__Exercise__: Check each line of the records for "derive"; collect those that have it.

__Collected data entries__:

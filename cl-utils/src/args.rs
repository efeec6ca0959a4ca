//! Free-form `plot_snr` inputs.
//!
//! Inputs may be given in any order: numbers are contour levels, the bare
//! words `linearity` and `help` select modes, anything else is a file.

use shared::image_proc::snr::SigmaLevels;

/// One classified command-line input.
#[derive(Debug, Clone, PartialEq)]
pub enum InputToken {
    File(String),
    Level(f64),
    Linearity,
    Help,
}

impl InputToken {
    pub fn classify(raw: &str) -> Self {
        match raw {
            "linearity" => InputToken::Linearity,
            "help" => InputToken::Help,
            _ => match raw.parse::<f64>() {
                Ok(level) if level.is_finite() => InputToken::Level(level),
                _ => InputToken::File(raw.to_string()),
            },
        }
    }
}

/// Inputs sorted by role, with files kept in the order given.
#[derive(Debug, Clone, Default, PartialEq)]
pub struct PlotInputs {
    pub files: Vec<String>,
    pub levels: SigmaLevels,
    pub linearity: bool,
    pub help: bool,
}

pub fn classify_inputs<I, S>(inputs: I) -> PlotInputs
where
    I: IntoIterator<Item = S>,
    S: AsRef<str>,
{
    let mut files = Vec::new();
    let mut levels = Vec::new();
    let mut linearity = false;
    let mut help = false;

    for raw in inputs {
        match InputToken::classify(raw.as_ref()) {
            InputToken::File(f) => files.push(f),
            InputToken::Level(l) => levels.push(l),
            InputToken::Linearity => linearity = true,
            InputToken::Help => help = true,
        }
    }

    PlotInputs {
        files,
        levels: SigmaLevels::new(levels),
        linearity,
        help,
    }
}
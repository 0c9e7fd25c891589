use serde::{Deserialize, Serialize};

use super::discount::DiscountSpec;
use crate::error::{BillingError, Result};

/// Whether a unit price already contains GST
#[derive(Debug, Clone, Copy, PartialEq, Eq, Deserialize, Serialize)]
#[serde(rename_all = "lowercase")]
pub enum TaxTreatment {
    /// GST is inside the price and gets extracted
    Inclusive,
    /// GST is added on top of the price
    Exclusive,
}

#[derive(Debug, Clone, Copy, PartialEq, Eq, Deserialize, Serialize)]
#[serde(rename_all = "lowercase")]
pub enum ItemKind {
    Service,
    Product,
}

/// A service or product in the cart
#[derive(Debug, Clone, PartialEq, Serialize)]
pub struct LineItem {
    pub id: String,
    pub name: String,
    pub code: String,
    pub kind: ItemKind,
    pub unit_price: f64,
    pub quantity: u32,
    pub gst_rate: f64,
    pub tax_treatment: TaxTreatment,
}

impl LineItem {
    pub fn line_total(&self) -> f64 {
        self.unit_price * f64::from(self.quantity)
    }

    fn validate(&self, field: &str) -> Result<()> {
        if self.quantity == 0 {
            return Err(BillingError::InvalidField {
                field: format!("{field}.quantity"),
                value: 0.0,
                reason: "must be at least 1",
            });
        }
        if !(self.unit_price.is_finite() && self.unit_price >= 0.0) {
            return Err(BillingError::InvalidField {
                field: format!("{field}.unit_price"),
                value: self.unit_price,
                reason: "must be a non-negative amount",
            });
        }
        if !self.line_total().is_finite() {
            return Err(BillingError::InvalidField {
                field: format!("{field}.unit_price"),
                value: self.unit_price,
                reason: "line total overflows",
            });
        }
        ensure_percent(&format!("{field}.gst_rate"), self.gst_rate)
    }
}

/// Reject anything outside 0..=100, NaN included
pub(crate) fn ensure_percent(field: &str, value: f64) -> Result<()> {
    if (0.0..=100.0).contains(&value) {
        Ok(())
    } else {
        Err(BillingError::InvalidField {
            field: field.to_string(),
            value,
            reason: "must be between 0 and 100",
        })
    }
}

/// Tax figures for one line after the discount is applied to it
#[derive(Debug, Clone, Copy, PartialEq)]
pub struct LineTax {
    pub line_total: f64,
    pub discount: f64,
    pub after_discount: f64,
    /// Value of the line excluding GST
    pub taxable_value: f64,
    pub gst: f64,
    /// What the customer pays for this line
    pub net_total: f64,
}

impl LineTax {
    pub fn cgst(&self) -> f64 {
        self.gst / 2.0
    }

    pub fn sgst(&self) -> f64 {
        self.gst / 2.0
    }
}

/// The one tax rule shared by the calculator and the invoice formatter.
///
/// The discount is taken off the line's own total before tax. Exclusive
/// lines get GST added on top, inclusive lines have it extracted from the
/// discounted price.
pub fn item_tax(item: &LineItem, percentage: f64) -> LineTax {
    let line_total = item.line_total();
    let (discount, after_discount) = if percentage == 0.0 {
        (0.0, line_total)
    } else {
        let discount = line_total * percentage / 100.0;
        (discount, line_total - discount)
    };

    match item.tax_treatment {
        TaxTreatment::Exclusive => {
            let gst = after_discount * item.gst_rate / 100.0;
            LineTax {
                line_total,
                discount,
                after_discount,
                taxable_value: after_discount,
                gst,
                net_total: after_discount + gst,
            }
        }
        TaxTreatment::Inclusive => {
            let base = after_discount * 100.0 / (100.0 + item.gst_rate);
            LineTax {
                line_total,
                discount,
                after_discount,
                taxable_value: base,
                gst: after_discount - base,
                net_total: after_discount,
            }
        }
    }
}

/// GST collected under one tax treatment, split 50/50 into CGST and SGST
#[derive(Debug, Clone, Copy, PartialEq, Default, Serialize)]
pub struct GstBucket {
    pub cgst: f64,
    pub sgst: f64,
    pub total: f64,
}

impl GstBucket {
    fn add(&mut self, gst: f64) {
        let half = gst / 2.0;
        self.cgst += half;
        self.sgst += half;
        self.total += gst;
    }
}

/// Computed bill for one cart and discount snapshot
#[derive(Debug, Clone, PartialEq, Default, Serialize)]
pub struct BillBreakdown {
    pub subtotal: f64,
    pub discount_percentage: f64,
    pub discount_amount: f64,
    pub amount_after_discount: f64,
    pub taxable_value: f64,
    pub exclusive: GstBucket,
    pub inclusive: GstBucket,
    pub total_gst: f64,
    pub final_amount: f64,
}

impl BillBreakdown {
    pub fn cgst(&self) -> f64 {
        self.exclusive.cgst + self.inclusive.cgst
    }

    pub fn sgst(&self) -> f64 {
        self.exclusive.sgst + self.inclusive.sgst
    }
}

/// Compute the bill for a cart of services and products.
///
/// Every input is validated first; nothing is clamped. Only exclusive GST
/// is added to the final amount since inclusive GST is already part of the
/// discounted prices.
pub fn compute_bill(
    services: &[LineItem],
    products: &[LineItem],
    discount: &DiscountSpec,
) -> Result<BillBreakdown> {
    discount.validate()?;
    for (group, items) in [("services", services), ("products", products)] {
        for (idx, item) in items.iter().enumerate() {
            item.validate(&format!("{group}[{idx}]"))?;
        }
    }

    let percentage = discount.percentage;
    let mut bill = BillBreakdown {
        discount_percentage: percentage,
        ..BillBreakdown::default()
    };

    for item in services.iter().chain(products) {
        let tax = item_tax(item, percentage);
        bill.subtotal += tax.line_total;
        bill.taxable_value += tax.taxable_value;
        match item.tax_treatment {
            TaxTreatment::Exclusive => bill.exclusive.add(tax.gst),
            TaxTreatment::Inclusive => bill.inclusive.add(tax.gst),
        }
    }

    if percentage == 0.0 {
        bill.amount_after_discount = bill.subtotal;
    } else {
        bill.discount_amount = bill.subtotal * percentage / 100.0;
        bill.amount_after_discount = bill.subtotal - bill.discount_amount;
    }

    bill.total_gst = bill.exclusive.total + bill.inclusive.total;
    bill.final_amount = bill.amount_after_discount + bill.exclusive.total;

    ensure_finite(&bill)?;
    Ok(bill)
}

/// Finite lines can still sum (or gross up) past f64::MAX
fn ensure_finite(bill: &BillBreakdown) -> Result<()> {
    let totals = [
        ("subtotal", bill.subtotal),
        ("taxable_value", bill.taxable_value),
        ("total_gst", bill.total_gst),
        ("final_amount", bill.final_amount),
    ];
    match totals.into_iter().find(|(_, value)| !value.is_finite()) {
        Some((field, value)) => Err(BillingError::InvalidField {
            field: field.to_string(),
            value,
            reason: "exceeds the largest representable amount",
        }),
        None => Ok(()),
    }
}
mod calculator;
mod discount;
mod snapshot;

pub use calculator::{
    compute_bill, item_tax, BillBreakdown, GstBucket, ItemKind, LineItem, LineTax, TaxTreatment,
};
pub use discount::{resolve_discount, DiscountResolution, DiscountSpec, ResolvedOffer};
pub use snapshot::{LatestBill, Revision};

__Exercise result__:
#[derive(Debug, Clone, PartialEq)]
#[derive(Debug, Clone, Default, PartialEq)]
#[derive(Debug, Clone, Copy, PartialEq, Eq, Deserialize, Serialize)]
#[derive(Debug, Clone, Copy, PartialEq, Eq, Deserialize, Serialize)]
#[derive(Debug, Clone, PartialEq, Serialize)]
#[derive(Debug, Clone, Copy, PartialEq)]
#[derive(Debug, Clone, Copy, PartialEq, Default, Serialize)]
#[derive(Debug, Clone, PartialEq, Default, Serialize)]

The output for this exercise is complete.